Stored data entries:
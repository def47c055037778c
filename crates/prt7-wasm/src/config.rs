//! デコーダー設定
//!
//! ホストから JSON 文字列で渡す。すべてのキーは省略可能。
//!
//! ```json
//! {
//!   "boundaryMarker": "REINICIANDO SECUENCIA",
//!   "maxLineLength": 255,
//!   "maxPendingLines": 4096,
//!   "logLevel": "info"
//! }
//! ```

use serde::Deserialize;

use prt7_session::BOUNDARY_MARKER;
use prt7_stream::DEFAULT_MAX_LINE_LEN;

use crate::error::DecoderError;

/// 行長上限の下限（`L,A` が収まる長さ）
pub const MIN_LINE_LEN: usize = 3;

/// 継続判断待ちの間に保留する行数の既定値
pub const DEFAULT_MAX_PENDING_LINES: usize = 4096;

/// デコーダー設定
#[derive(Debug, Clone, PartialEq, Eq, Deserialize)]
#[serde(default, deny_unknown_fields, rename_all = "camelCase")]
pub struct DecoderConfig {
    /// 境界マーカーとして扱う部分文字列
    pub boundary_marker: String,
    /// 1 行に保持する最大バイト数（超過分は捨てる）
    pub max_line_length: usize,
    /// 継続判断待ちの間に保留できる行数（超過分は捨てる）
    pub max_pending_lines: usize,
    /// 指定するとコンストラクタでログ出力を有効にする
    pub log_level: Option<String>,
}

impl DecoderConfig {
    /// JSON 文字列から設定を読み込む
    ///
    /// `maxLineLength` は [`DecoderConfig::min_line_length`] 未満なら切り上げる。
    ///
    /// # エラー
    /// - `DecoderError::InvalidConfig`: JSON として不正、未知のキー、型の不一致
    /// - `DecoderError::EmptyBoundaryMarker`: `boundaryMarker` が空文字列
    pub fn from_json(json: &str) -> Result<Self, DecoderError> {
        let mut config: DecoderConfig =
            serde_json::from_str(json).map_err(DecoderError::InvalidConfig)?;

        if config.boundary_marker.is_empty() {
            return Err(DecoderError::EmptyBoundaryMarker);
        }
        config.max_line_length = config.max_line_length.max(config.min_line_length());
        config.max_pending_lines = config.max_pending_lines.max(1);

        Ok(config)
    }

    /// 行長上限として許す最小値
    ///
    /// 境界マーカーの行が切り詰められると境界を検出できなくなるので、
    /// マーカーのバイト数を下回らないようにする。
    pub fn min_line_length(&self) -> usize {
        MIN_LINE_LEN.max(self.boundary_marker.len())
    }
}

impl Default for DecoderConfig {
    fn default() -> Self {
        DecoderConfig {
            boundary_marker: BOUNDARY_MARKER.to_string(),
            max_line_length: DEFAULT_MAX_LINE_LEN,
            max_pending_lines: DEFAULT_MAX_PENDING_LINES,
            log_level: None,
        }
    }
}
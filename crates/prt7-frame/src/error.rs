//! prt7-frame エラー型

use alloc::string::String;

use thiserror::Error;

/// Map フレームが不正になった理由
#[derive(Debug, Clone, Copy, PartialEq, Eq, Error)]
pub enum MapFrameFault {
    /// `M` の直後にカンマがない
    #[error("expected ',' after 'M'")]
    MissingComma,
    /// 回転量が符号付き 10 進整数ではない
    #[error("rotation amount is not a signed decimal integer")]
    InvalidInteger,
}

/// 行のパースエラー
///
/// いずれも致命的ではない。呼び出し側は報告してその行を読み飛ばす。
#[derive(Debug, Clone, PartialEq, Eq, Error)]
pub enum FrameError {
    /// `L` で始まるがカンマまたはペイロードがない
    #[error("malformed load frame {line:?}: expected L,<symbol>")]
    MalformedLoadFrame { line: String },
    /// `M` で始まるがカンマがない、または回転量が整数ではない
    #[error("malformed map frame {line:?}: {reason}")]
    MalformedMapFrame { line: String, reason: MapFrameFault },
}

impl FrameError {
    /// エラーの原因になった行（末尾の改行は除去済み）
    pub fn raw_line(&self) -> &str {
        match self {
            FrameError::MalformedLoadFrame { line } => line,
            FrameError::MalformedMapFrame { line, .. } => line,
        }
    }
}
//! ローターの性質テスト（proptest）

use std::collections::HashSet;

use prt7_rotor::{Rotor, ALPHABET, ALPHABET_LEN, LETTER_COUNT, SPACE};
use proptest::prelude::*;

fn rotor_at(start: i64) -> Rotor {
    let mut rotor = Rotor::new();
    rotor.rotate(start);
    rotor
}

proptest! {
    #[test]
    fn rotate_then_inverse_restores_offset(start in any::<i64>(), k in -1_000_000i64..1_000_000) {
        let mut rotor = rotor_at(start);
        let before = rotor.offset();
        rotor.rotate(k);
        rotor.rotate(-k);
        prop_assert_eq!(rotor.offset(), before);
    }

    #[test]
    fn rotate_is_equivalent_to_rotate_mod_27(start in any::<i64>(), k in any::<i64>()) {
        let mut direct = rotor_at(start);
        let mut reduced = rotor_at(start);
        direct.rotate(k);
        reduced.rotate(k % ALPHABET_LEN as i64);
        prop_assert_eq!(direct, reduced);
    }

    #[test]
    fn offset_is_always_canonical(steps in proptest::collection::vec(any::<i64>(), 0..20)) {
        let mut rotor = Rotor::new();
        for step in steps {
            rotor.rotate(step);
            prop_assert!(rotor.offset() < ALPHABET_LEN);
        }
    }

    #[test]
    fn map_is_bijection_on_letters(start in any::<i64>()) {
        let rotor = rotor_at(start);
        let images: HashSet<char> = ALPHABET[..LETTER_COUNT]
            .iter()
            .map(|&c| rotor.map(c))
            .collect();
        prop_assert_eq!(images.len(), LETTER_COUNT);
        prop_assert!(images.iter().all(|c| c.is_ascii_uppercase()));
    }

    #[test]
    fn space_is_fixed_point(start in any::<i64>()) {
        prop_assert_eq!(rotor_at(start).map(SPACE), SPACE);
    }

    #[test]
    fn lowercase_maps_like_uppercase(start in any::<i64>(), c in proptest::char::range('a', 'z')) {
        let rotor = rotor_at(start);
        prop_assert_eq!(rotor.map(c), rotor.map(c.to_ascii_uppercase()));
    }
}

» **DIRECTIONS**
From the records above, tally every line that includes the word "impl" and reply with the total by itself.

» **OUTPUT OF THE EXERCISE**
3